In a neighboring community a man in his 30’s drove through a neighborhood during the wee hours of the morning throwing large firecrackers out the window of his car. Unfortunately one firecracker exploded in his hand. When his car came to rest against a fence, neighbors ran up to the vehicle and found the man holding his handless wrist saying, “Oh my God! Oh my God!” I’m just guessing, but I think it’s safe to say there is a lesson in there somewhere. This whole scenario gives me pause when I hear Jesus saying, “And if your right hand causes you to sin, cut it off and throw it away. It is better for you to lose one part of your body than for your whole body to go into hell.” (Matt 5:30 NIV)

1 comment:

Steve Corey said...

Gail;

-----Thank you, so much for drawing those two pictures together. I always thought there was something more to that saying of Jesus than just a metaphor. Learning’s expensive. You can go to college and pay a boatload of money for it. But that’s only a small part of the learning life needs. Most people would not have wound up handless in this man’s remaining shoes; they would not have even entertained the thought of what he did. Caring about the rights of others costs us a lot of things we could otherwise freely do. The efforts we have to put forth in producing civil behavior are costs we pay most of our time. And it isn’t easy.
-----The good thing is that we also get a little lesson after every cost. Like a piece of candy, it reflects upon the well done and revises the not so well done. It’s up-building aspect maintains and hardens resolve to more than never cross moral lines, but seeks to abide deeper within their bounds.
-----Then, with knowing boundaries comes rejecting out-of-bounds.

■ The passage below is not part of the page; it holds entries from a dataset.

//! Search screen state machine
//!
//! Owns everything the screen shows and decides which requests to issue.
//! It performs no I/O itself: operations return request descriptions
//! (`CorrectionRequest`, `FetchRequest`) and the caller feeds the responses
//! back in. Every request carries a `Ticket`; only the response holding the
//! most recently issued ticket may change state.

use crate::backend::types::ImageHit;
use crate::error::AppError;

// ============================================================================
// Requests & Outcomes
// ============================================================================

/// Generation number of an outstanding request
#[derive(Debug, Clone, Copy, PartialEq, Eq, Hash)]
pub struct Ticket(u64);

#[derive(Debug, Clone, PartialEq, Eq)]
pub struct CorrectionRequest {
    pub ticket: Ticket,
    pub text: String,
}

#[derive(Debug, Clone, PartialEq, Eq)]
pub struct FetchRequest {
    pub ticket: Ticket,
    pub word: String,
}

/// Result of feeding an image response back in
#[derive(Debug, Clone, Copy, PartialEq, Eq)]
pub enum Outcome {
    Applied,
    Failed,
    /// A newer request was issued meanwhile; the response was dropped
    Stale,
}

#[derive(Debug, Clone, Copy, PartialEq, Eq, Default)]
pub enum Phase {
    #[default]
    Idle,
    Loading,
    Suggesting,
    Error,
}

// ============================================================================
// Controller
// ============================================================================

#[derive(Debug, Default)]
pub struct SearchController {
    raw_input: String,
    corrected_query: String,
    suggestions: Vec<String>,
    loading: bool,
    images: Vec<ImageHit>,
    selected: Option<ImageHit>,
    modal_visible: bool,
    notice: Option<String>,
    latest: u64,
    mounted: bool,
}

impl SearchController {
    pub fn new() -> Self {
        Self::default()
    }

    // ------------------------------------------------------------------------
    // Accessors
    // ------------------------------------------------------------------------

    pub fn raw_input(&self) -> &str {
        &self.raw_input
    }

    pub fn corrected_query(&self) -> &str {
        &self.corrected_query
    }

    pub fn suggestions(&self) -> &[String] {
        &self.suggestions
    }

    pub fn is_loading(&self) -> bool {
        self.loading
    }

    pub fn images(&self) -> &[ImageHit] {
        &self.images
    }

    pub fn selected(&self) -> Option<&ImageHit> {
        self.selected.as_ref()
    }

    pub fn modal_visible(&self) -> bool {
        self.modal_visible
    }

    pub fn notice(&self) -> Option<&str> {
        self.notice.as_deref()
    }

    pub fn phase(&self) -> Phase {
        if self.loading {
            Phase::Loading
        } else if self.notice.is_some() {
            Phase::Error
        } else if !self.suggestions.is_empty() {
            Phase::Suggesting
        } else {
            Phase::Idle
        }
    }

    // ------------------------------------------------------------------------
    // Operations
    // ------------------------------------------------------------------------

    /// Initial unfiltered fetch. Only the first call issues a request.
    pub fn mount(&mut self) -> Option<FetchRequest> {
        if self.mounted {
            return None;
        }
        self.mounted = true;
        tracing::info!("Search screen mounted, loading default images");
        Some(self.fetch_images(""))
    }

    pub fn set_input(&mut self, text: impl Into<String>) {
        self.raw_input = text.into();
    }

    /// Submit the current raw input to the spell checker. Empty text is
    /// sent as-is; an empty answer surfaces through `correction_finished`.
    pub fn submit(&mut self) -> CorrectionRequest {
        self.loading = true;
        let ticket = self.next_ticket();
        tracing::info!("Checking spelling of {:?}", self.raw_input);
        CorrectionRequest {
            ticket,
            text: self.raw_input.clone(),
        }
    }

    /// Apply a spell checker response. Returns the image query to run next.
    pub fn correction_finished(
        &mut self,
        ticket: Ticket,
        result: Result<Vec<String>, AppError>,
    ) -> Option<FetchRequest> {
        if !self.is_current(ticket) {
            tracing::debug!("Dropping stale correction {:?}", ticket);
            return None;
        }

        let candidates = match result {
            Ok(candidates) => candidates,
            Err(err) => {
                self.fail(&err);
                return None;
            }
        };

        let Some((best, rest)) = candidates.split_first() else {
            self.fail(&AppError::NoCandidates(self.raw_input.clone()));
            return None;
        };

        self.corrected_query = best.clone();
        self.suggestions = rest.to_vec();
        tracing::info!(
            "Corrected {:?} -> {:?} ({} alternates)",
            self.raw_input,
            self.corrected_query,
            self.suggestions.len()
        );

        let word = self.corrected_query.clone();
        Some(self.fetch_images(&word))
    }

    /// Start an image query for `word`
    pub fn fetch_images(&mut self, word: &str) -> FetchRequest {
        self.loading = true;
        FetchRequest {
            ticket: self.next_ticket(),
            word: word.to_string(),
        }
    }

    /// Apply an image query response
    pub fn images_finished(
        &mut self,
        ticket: Ticket,
        result: Result<Vec<ImageHit>, AppError>,
    ) -> Outcome {
        if !self.is_current(ticket) {
            tracing::debug!("Dropping stale image response {:?}", ticket);
            return Outcome::Stale;
        }

        match result {
            Ok(images) => {
                tracing::info!("Showing {} images", images.len());
                self.images = images;
                self.loading = false;
                self.notice = None;
                Outcome::Applied
            }
            Err(err) => {
                self.fail(&err);
                Outcome::Failed
            }
        }
    }

    /// A suggestion chip was clicked. The chip's word always wins over the
    /// text in the search box; the correction header stays as it was.
    pub fn pick_suggestion(&mut self, word: &str) -> FetchRequest {
        tracing::info!(
            "Suggestion {:?} picked (search box holds {:?})",
            word,
            self.raw_input
        );
        self.fetch_images(word)
    }

    pub fn select_image(&mut self, item: ImageHit) {
        self.selected = Some(item);
        self.modal_visible = true;
    }

    /// Hide the modal. The selected item stays until the next selection.
    pub fn close_modal(&mut self) {
        self.modal_visible = false;
    }

    pub fn dismiss_notice(&mut self) {
        self.notice = None;
    }

    // ------------------------------------------------------------------------
    // Internals
    // ------------------------------------------------------------------------

    fn next_ticket(&mut self) -> Ticket {
        self.latest += 1;
        Ticket(self.latest)
    }

    #[cfg(test)]
    pub(crate) fn latest_ticket(&self) -> Ticket {
        Ticket(self.latest)
    }

    fn is_current(&self, ticket: Ticket) -> bool {
        ticket.0 == self.latest
    }

    fn fail(&mut self, err: &AppError) {
        tracing::warn!("Search request failed: {}", err);
        self.loading = false;
        self.notice = Some(err.user_message().to_string());
    }
}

The old saying, “Curiosity killed the cat,” applies here. People tend to fumble this one. Curiosity is good when the eyes are looking for good. But boundaries are boundaries because across them is the bad. And when eyes gaze across them into the bad, curiosity is just not good. Yet, those who’ve paid enough to have learned what’s truly and most sincerely bad has earned the say about what‘s out-of-bounds.

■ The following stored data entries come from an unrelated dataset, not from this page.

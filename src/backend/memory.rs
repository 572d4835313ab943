//! In-memory service doubles for tests

use async_trait::async_trait;
use std::collections::HashMap;
use std::sync::Mutex;

use super::images::ImageSource;
use super::spell::SpellCorrector;
use super::types::ImageHit;
use crate::error::{AppError, Result};

/// Spell checker answering from a fixed table. Unknown text is an HTTP error.
#[derive(Default)]
pub struct MemorySpeller {
    answers: HashMap<String, Result<Vec<String>>>,
}

impl MemorySpeller {
    pub fn new() -> Self {
        Self::default()
    }

    pub fn with(mut self, text: &str, candidates: &[&str]) -> Self {
        let words = candidates.iter().map(|w| w.to_string()).collect();
        self.answers.insert(text.to_string(), Ok(words));
        self
    }
}

#[async_trait]
impl SpellCorrector for MemorySpeller {
    async fn correct(&self, text: &str) -> Result<Vec<String>> {
        self.answers
            .get(text)
            .cloned()
            .unwrap_or_else(|| Err(AppError::Http(format!("no answer for {:?}", text))))
    }
}

/// Image source answering from a fixed table, recording every query
#[derive(Default)]
pub struct MemoryImages {
    answers: HashMap<String, Result<Vec<ImageHit>>>,
    searched: Mutex<Vec<String>>,
}

impl MemoryImages {
    pub fn new() -> Self {
        Self::default()
    }

    pub fn with_hits(mut self, word: &str, hits: Vec<ImageHit>) -> Self {
        self.answers.insert(word.to_string(), Ok(hits));
        self
    }

    pub fn with_error(mut self, word: &str, err: AppError) -> Self {
        self.answers.insert(word.to_string(), Err(err));
        self
    }

    pub fn searched(&self) -> Vec<String> {
        self.searched.lock().map(|s| s.clone()).unwrap_or_default()
    }
}

#[async_trait]
impl ImageSource for MemoryImages {
    async fn search(&self, word: &str) -> Result<Vec<ImageHit>> {
        if let Ok(mut searched) = self.searched.lock() {
            searched.push(word.to_string());
        }
        self.answers
            .get(word)
            .cloned()
            .unwrap_or_else(|| Ok(Vec::new()))
    }

    async fn download(&self, url: &str) -> Result<Vec<u8>> {
        Ok(url.as_bytes().to_vec())
    }
}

-----The drip, dripping, continuous mental costs of maintaining boundaries are overwhelming to some. Their unwillingness to pay the cost of not thinking upon the unthinkable brings the unthinkable to a mind near us all. Those real thoughts entertain real imaginations which have been raised to expect ideas for free.

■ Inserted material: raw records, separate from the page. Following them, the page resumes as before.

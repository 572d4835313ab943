//! Theme configuration

use iced::widget::{button, container};
use iced::{Background, Border, Color, Theme};

/// Dark palette shared by every widget
pub struct DarkTheme;

impl DarkTheme {
    pub const BACKGROUND: Color = Color::from_rgb(0.09, 0.09, 0.11);
    pub const SURFACE: Color = Color::from_rgb(0.12, 0.12, 0.14);
    pub const SURFACE_HIGHLIGHT: Color = Color::from_rgb(0.18, 0.18, 0.22);
    pub const BORDER: Color = Color::from_rgb(0.25, 0.25, 0.28);
    pub const PRIMARY: Color = Color::from_rgb(0.4, 0.55, 1.0);
    pub const TEXT: Color = Color::from_rgb(0.95, 0.95, 0.95);
    pub const TEXT_MUTED: Color = Color::from_rgb(0.55, 0.55, 0.6);
    pub const TEXT_PLACEHOLDER: Color = Color::from_rgb(0.4, 0.4, 0.45);
    pub const ERROR: Color = Color::from_rgb(0.45, 0.15, 0.17);
    pub const BACKDROP: Color = Color::from_rgba(0.0, 0.0, 0.0, 0.7);
}

pub fn surface(_theme: &Theme) -> container::Style {
    container::Style {
        background: Some(Background::Color(DarkTheme::SURFACE)),
        border: Border {
            color: DarkTheme::BORDER,
            width: 1.0,
            radius: 12.0.into(),
        },
        ..Default::default()
    }
}

pub fn window(_theme: &Theme) -> container::Style {
    container::Style {
        background: Some(Background::Color(DarkTheme::BACKGROUND)),
        ..Default::default()
    }
}

/// Rounded pill used for suggestion chips and small actions
pub fn chip(_theme: &Theme, status: button::Status) -> button::Style {
    let background = match status {
        button::Status::Hovered | button::Status::Pressed => DarkTheme::SURFACE_HIGHLIGHT,
        _ => DarkTheme::SURFACE,
    };

    button::Style {
        background: Some(Background::Color(background)),
        text_color: DarkTheme::TEXT,
        border: Border {
            color: DarkTheme::PRIMARY,
            width: 1.0,
            radius: 14.0.into(),
        },
        ..Default::default()
    }
}

/// Borderless button around a thumbnail
pub fn tile(_theme: &Theme, status: button::Status) -> button::Style {
    let border_color = match status {
        button::Status::Hovered => DarkTheme::PRIMARY,
        _ => Color::TRANSPARENT,
    };

    button::Style {
        background: Some(Background::Color(DarkTheme::SURFACE)),
        text_color: DarkTheme::TEXT_MUTED,
        border: Border {
            color: border_color,
            width: 2.0,
            radius: 8.0.into(),
        },
        ..Default::default()
    }
}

-----Of course, ideas have to coast no more than the amount of nourishment the brain burns in producing it, plus the opportunity cost of not getting what a better idea would have produced. But if the cost of examining an idea against a worshipfully accepted list of behaviors and other simple truths is not paid, then such cost is accrued into risk, where it collectively waits for you to become the fool just once. It pays us to carry the costs of guarding our hearts with all vigilance so other body parts do not become the price of foolishness.